Relembro agora aquilo que nunca deixo de dizer aos meus alunos: a leitura é um trabalho, só que é um trabalho com características específicas. Com efeito, a leitura é uma actividade que leveda, que, por mais que pensemos que a teremos abandonado, ela volta sempre, mostrando-nos o quanto nos podemos ir construindo a partir das sempre renovadas lembranças de um livro que tenhamos lido há muito tempo.
Nós não precisamos de estar num escritório para trabalhar quando trabalhamos com livros. Apenas precisamos de os pensar, nesse modo ocioso e simultaneamente produtivo de o fazer. Para que isto aconteça é necessário que sejamos capazes de lidar com a instância temporal e de compreender a importância de coisas aparentemente tão simples, como a paciência ou a capacidade de concentração, que dela advém.
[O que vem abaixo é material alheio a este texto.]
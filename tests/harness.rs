//! Test harness for canopy integration tests

use std::path::Path;
use std::process::Command;

use chrono::{NaiveDate, NaiveDateTime};

pub use canopy::test_utils::TestTree;

/// A fixed header timestamp so rendered output is reproducible.
pub fn fixed_time() -> NaiveDateTime {
    NaiveDate::from_ymd_opt(2024, 6, 1)
        .and_then(|d| d.and_hms_opt(10, 30, 0))
        .expect("valid timestamp")
}

/// Diagram lines of a rendered export, header and root line stripped.
pub fn diagram_lines(text: &str) -> Vec<String> {
    text.lines()
        .skip_while(|line| !line.is_empty())
        .skip(2)
        .map(str::to_string)
        .collect()
}

pub fn run_canopy(dir: &Path, args: &[&str]) -> (String, String, bool) {
    let binary = env!("CARGO_BIN_EXE_canopy");
    let output = Command::new(binary)
        .args(args)
        .current_dir(dir)
        .env_remove("CANOPY_LOG")
        .output()
        .expect("Failed to run canopy");

    let stdout = String::from_utf8_lossy(&output.stdout).to_string();
    let stderr = String::from_utf8_lossy(&output.stderr).to_string();
    let success = output.status.success();

    (stdout, stderr, success)
}

#[cfg(test)]
mod tests {
    use super::*;

    #[test]
    fn test_harness_creates_temp_dir() {
        let tree = TestTree::new();
        assert!(tree.path().exists());
    }

    #[test]
    fn test_harness_add_file() {
        let tree = TestTree::new();
        let file_path = tree.add_file("src/main.cs", "class Program {}");
        assert!(file_path.exists());
    }

    #[test]
    fn test_diagram_lines_strip_header() {
        let text = "=== PROJECT ARCHITECTURE ===\nRoot: x\n\n📁 x\n└─ 📄 a.cs\n";
        assert_eq!(diagram_lines(text), vec!["└─ 📄 a.cs"]);
    }
}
Durante este ano lectivo, depois de apresentar a uma turma a proposta de leitura de um livro, fui interrompido por um aluno que afirmou: “eu não consigo ler um livro inteiro porque não me consigo concentrar, porque, ao mesmo tempo que os meus olhos passam pelas linhas da página, eu não estou a pensar nas palavras que leio mas sim noutra coisa qualquer, simplesmente outra coisa, não interessa que coisa seja.” Acontece que felizmente me apareceu uma resposta pronta para lhe dar. Comecei por lhe perguntar se ele gostava de jogar na PS3. De seguida, fi-lo compreender que, na medida em que era capaz de obter períodos alargados de concentração enquanto joga, ele poderia servir-se dessa sua experiência pessoal para a estender a outras actividades que pratique, nomeadamente à leitura. De facto, eu não acredito que os alunos não sejam capazes de se concentrarem na leitura, apenas não estão afinados para se concentrarem diante de um livro, apesar de o serem capazes de fazer em relação a outras coisas.
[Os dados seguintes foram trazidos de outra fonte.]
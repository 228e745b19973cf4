//! The `DiagramOutput` trait and the export header

use std::io;

use chrono::NaiveDateTime;

use super::utils::{FileSize, Notice};

/// Sink for an architecture diagram, fed top to bottom by `ArchitectureRenderer`.
pub trait DiagramOutput {
    fn header(&mut self, header: &Header) -> io::Result<()>;

    /// The unconnected first line of the diagram.
    fn root(&mut self, icon: &str, name: &str) -> io::Result<()>;

    fn directory(
        &mut self,
        prefix: &str,
        is_last: bool,
        icon: &str,
        name: &str,
        empty: bool,
    ) -> io::Result<()>;

    fn file(
        &mut self,
        prefix: &str,
        is_last: bool,
        icon: &str,
        name: &str,
        size: Option<FileSize>,
    ) -> io::Result<()>;

    /// An inline marker line, drawn at `prefix` with no connector.
    fn notice(&mut self, prefix: &str, notice: &Notice) -> io::Result<()>;

    /// Called once after the last line, with the emitted non-root counts.
    fn finish(&mut self, dir_count: usize, file_count: usize) -> io::Result<()>;
}

/// Description block printed above the diagram.
#[derive(Debug, Clone)]
pub struct Header {
    pub project_type: String,
    pub root: String,
    pub max_depth: Option<usize>,
    pub policy_name: String,
    pub policy_description: String,
    pub compact: bool,
    pub generated_at: NaiveDateTime,
}

pub const HEADER_TITLE: &str = "=== PROJECT ARCHITECTURE ===";

impl Header {
    pub fn lines(&self) -> Vec<String> {
        let depth = match self.max_depth {
            Some(depth) => depth.to_string(),
            None => "all levels".to_string(),
        };
        let mode = if self.compact {
            "compact (empty folders hidden)"
        } else {
            "full"
        };
        vec![
            HEADER_TITLE.to_string(),
            format!("Project type: {}", self.project_type),
            format!("Root: {}", self.root),
            format!("Depth: {}", depth),
            format!("Policy: {} - {}", self.policy_name, self.policy_description),
            format!("Display mode: {}", mode),
            format!("Generated: {}", self.generated_at.format("%Y-%m-%d %H:%M:%S")),
        ]
    }
}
Afinal de contas, por mais Planos Nacionais de Leitura que se façam, haverá sempre quem não tenha essa paciência particular que envolve um leitor no acto de ler. Sendo a leitura o resultado de uma motivação interior, de uma espécie de chamamento, não estou certo que o facto de se elaborarem Planos Nacionais de Leitura venha a ser razão incontornável para se dizer que se lê mais. Até porque, segundo me parece (e se estiver enganado gostaria de ser corrigido), a forma de se medir a leitura (se isso é possível) numa biblioteca, por exemplo, resulta do somatório de visitas, ou do número de requisições de livros efectuadas por um leitor. Que ideia é esta de se medir a leitura? Como posso garantir que alguém que requisitou 10 livros os tenha lido todos? E o que importa isso?
Às vezes fico com a impressão de que o tratamento dos dados assim efectuado é suficiente para se acreditar que temos leitores. Contudo, nenhum destes dados me satisfaz. Por isso suspeito. Suspeito que o modo como o mundo está organizado ou então o modo como nos pretendem fazer crer que se organiza, sem a apropriação devida e necessária de aspectos relacionados com a busca de visões de conjunto, em vez de visões parcelares do mundo, resulta de um sinal dos tempos em que vivemos, em que, apesar de se pretender iludir os homens para a sua dimensão de liberdade, apenas se releva aquilo que neles se considera ser susceptível de os tornar menos autónomos, porque cada vez mais expostos e dirigidos, na sua formação individual, não para aquilo que a sua natureza lhes pede, mas para aquilo que a sociedade pode vir a pretender deles, na perspectiva de que ao fazer certas escolhas em detrimento de outras eles terão mais possibilidades de garantir o seu sustento. Tudo isto acontece, hoje em dia, perante um cenário em que a chamada empregabilidade se tornou um conceito quase exotérico, na medida em que, mesmo que sigamos por aí, em quase nenhuma área profissional é garantido que se obtenha lugar imediato.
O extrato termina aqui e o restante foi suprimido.